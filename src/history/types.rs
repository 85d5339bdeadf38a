use serde::{Deserialize, Serialize};

/// Supported historical retention spans.
#[derive(Debug, Clone, Copy, PartialEq, Eq, Hash, Serialize, Deserialize)]
pub enum TimeRange {
    #[serde(rename = "1h")]
    OneHour,
    #[serde(rename = "24h")]
    TwentyFourHours,
}

impl TimeRange {
    pub const ALL: [TimeRange; 2] = [TimeRange::OneHour, TimeRange::TwentyFourHours];

    pub fn as_str(&self) -> &'static str {
        match self {
            TimeRange::OneHour => "1h",
            TimeRange::TwentyFourHours => "24h",
        }
    }

    /// Window retention in milliseconds.
    pub fn retention_ms(&self) -> i64 {
        match self {
            TimeRange::OneHour => 3_600_000,
            TimeRange::TwentyFourHours => 86_400_000,
        }
    }
}

impl std::fmt::Display for TimeRange {
    fn fmt(&self, f: &mut std::fmt::Formatter<'_>) -> std::fmt::Result {
        f.write_str(self.as_str())
    }
}

/// One sample in a history window. Immutable once stored.
#[derive(Debug, Clone, Copy, PartialEq, Eq, Serialize, Deserialize)]
pub struct TimeSeriesPoint {
    pub timestamp: i64,
    pub value: u64,
}

/// Per-device history series for one range.
#[derive(Debug, Clone, Default, PartialEq, Serialize, Deserialize)]
pub struct HistoricalDeviceBreakdown {
    pub mobile: Vec<TimeSeriesPoint>,
    pub desktop: Vec<TimeSeriesPoint>,
    pub tablet: Vec<TimeSeriesPoint>,
}

/// History series for one of the current top pages.
#[derive(Debug, Clone, PartialEq, Serialize, Deserialize)]
#[serde(rename_all = "camelCase")]
pub struct HistoricalPageStats {
    pub page_hash: String,
    #[serde(skip_serializing_if = "Option::is_none")]
    pub original_path: Option<String>,
    pub data_points: Vec<TimeSeriesPoint>,
}

/// Read-time composition of one range's windows.
#[derive(Debug, Clone, PartialEq, Serialize, Deserialize)]
#[serde(rename_all = "camelCase")]
pub struct HistoricalStats {
    pub total_visitors: Vec<TimeSeriesPoint>,
    pub device_breakdown: HistoricalDeviceBreakdown,
    pub top_pages: Vec<HistoricalPageStats>,
    pub time_range: TimeRange,
    pub start_time: i64,
    pub end_time: i64,
}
-=-=-
• [Task to complete] Among the lines above, which ones hold the string "Debug"? Show them.

• [Answer to this task]
#[derive(Debug, Clone, Copy, PartialEq, Eq, Hash, Serialize, Deserialize)]
#[derive(Debug, Clone, Copy, PartialEq, Eq, Serialize, Deserialize)]
#[derive(Debug, Clone, Default, PartialEq, Serialize, Deserialize)]
#[derive(Debug, Clone, PartialEq, Serialize, Deserialize)]
#[derive(Debug, Clone, PartialEq, Serialize, Deserialize)]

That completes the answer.